Aside from occasional trouble with troops on horseback when you're at a lower level, the chances of your squad being wiped out entirely are slim.
The tavern and the loading screens provide most of the story, which also ends up being a wash. There's plenty of detail to be mined out of 100 years of war, and the game hits on the highlights, with major figures like Edward the Black Prince, Gilles De Rais, and of course, Joan of Arc all making cameo appearances. The historical highlights are, unfortunately, utterly disconnected from the gameplay. As a mercenary, you're allowed to choose which side of each battle you want to fight on, and no matter how much work you put into claiming territory for one side or the other, the cutscenes still generally ignore your progress in favor of the real event. So all your time spent in taverns, chatting up other mercenaries and a bartender with the worst excuse for a French accent this side of Eddie Izzard's Bond-Villain-With-Broken-Translator skit ultimately makes absolutely no difference to the story.

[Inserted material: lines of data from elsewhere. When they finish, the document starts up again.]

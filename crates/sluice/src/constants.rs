//! Business-constants backend.
//!
//! Mutable filter dimensions (e.g. which material types a tenant loads)
//! live outside the pipeline in a small key-value store. The engine only
//! reads them: the runner pulls the keys declared for a table and folds
//! them into the row filters the transformer applies. Three variants: the
//! tenant's own OLAP database, a separate relational store, or a document
//! store holding `{key, value}` documents. Credentials are keyed by a
//! prefix derived from the tenant UUID so two tenants sharing one OS
//! environment cannot collide.

use std::sync::Arc;

use async_trait::async_trait;
use futures::TryStreamExt;
use mongodb::bson::doc;
use serde::Deserialize;
use uuid::Uuid;

use crate::config::registry::ConstantsBackendKind;
use crate::config::RowFilter;
use crate::context::TenantContext;
use crate::error::ControlError;
use crate::load::{ControlPlane, MySqlControlPlane};

/// Conventional table/collection holding constants.
pub const CONSTANTS_TABLE: &str = "business_constants";

/// Key prefix under which row-filter dimensions live.
pub const FILTER_KEY_PREFIX: &str = "filter";

/// Stable env-var prefix for a tenant's constants credentials, e.g.
/// `BC_3607d64c` for tenant `3607d64c-…`. A derivation, not a secret.
pub fn env_prefix(tenant_id: &Uuid) -> String {
    let simple = tenant_id.simple().to_string();
    format!("BC_{}", &simple[..8])
}

/// Env key carrying the relational backend's connection URI.
pub fn uri_env_key(tenant_id: &Uuid) -> String {
    format!("{}_DB_URI", env_prefix(tenant_id))
}

/// Env key carrying the document backend's connection URI.
pub fn mongo_uri_env_key(tenant_id: &Uuid) -> String {
    format!("{}_MONGODB_URI", env_prefix(tenant_id))
}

Does the Nightmare scenario change any of this? Somewhat. It does introduce a more varied throng of enemies than the Hundred Years' War, with magicians, dragons, and snarly goblins. You're allowed to carry over your mercenaries from the Hundred Years' War, and if you owned the original game on PS3, you can import your character from that version. The difficulty level is kicked up a minor notch, so you might actually catch the occasional beatdown if you're not a bit more careful at first. The ten minute time restriction is eliminated in favor of a more dynamic system of shifting objectives, fake enemies, and a map that actually expands as more enemies make their appearance. So, yes, for what it's worth, Nightmare is a better game than the original. However, the core gameplay hasn't been touched, and turning Joan of Arc into an anime villain--who probably-not-coincidentally bears a more than passing resemblance to Cia from Hyrule Warriors--just makes the scenario into a strange Soul Calibur RTS, rather than doing anything interesting with France's beloved Maid selling her soul to stop a war.

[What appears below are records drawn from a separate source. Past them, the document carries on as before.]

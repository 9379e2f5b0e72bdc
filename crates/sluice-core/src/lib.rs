//! sluice-core: Shared primitives for the sluice ETL engine.
//!
//! This crate contains functionality used by the engine crate and by
//! operator tooling:
//!
//! - `storage/` - Read-only multi-cloud blob access (Azure, S3, GCS, local)
//! - `config` - Layered YAML merge, secret rejection, slug interpolation
//! - `error` - Common error types
//! - `signal` - Signal handling for graceful shutdown
//! - `tracing` - Subscriber initialization

pub mod config;
pub mod error;
pub mod signal;
pub mod storage;
pub mod tracing;

// Re-export commonly used items
pub use config::{deep_merge, interpolate_slug, is_yaml_file, load_yaml, reject_secrets};
pub use error::{ConfigError, StorageError};
pub use signal::shutdown_signal;
pub use storage::{
    AzureAuth, AzureSettings, BackendSettings, BlobEntry, BlobStore, BlobStoreRef, GcsSettings,
    LocalSettings, S3Settings,
};
pub use crate::tracing::init_tracing;
//! Validation and bulk loading (the loader).
//!
//! Split in three: the control plane (live schema, truncate, widening),
//! the validator (reconcile a frame against the live table), and the
//! stream loader (chunked HTTP ingestion). The runner composes them.

pub mod control;
pub mod stream;
pub mod validate;

pub use control::{ControlPlane, LiveColumn, MySqlControlPlane};
pub use stream::{
    ChunkRequest, ChunkTransport, FrameLoadStats, HttpChunkTransport, LoadResult, LoadStatus,
    StreamLoadResponse, StreamLoader, TransportFailure,
};
pub use validate::{reconcile, Reconciled};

Bladestorm: Nightmare is a game trapped in 2007, awkwardly fumbling for a way to push a tried and true formula forward. The ideas are appreciable, but not nearly enough of the required effort has been put in to make this game great or even challenging. Somewhere, a history student is daydreaming of a Hundred Years War full of magic, danger, wild-haired mercenaries, and insane alternate histories in which Joan of Arc becomes witch mistress of Europe. Whatever that kid has in mind, it is certain to be more ambitious than what Bladestorm: Nightmare can provide.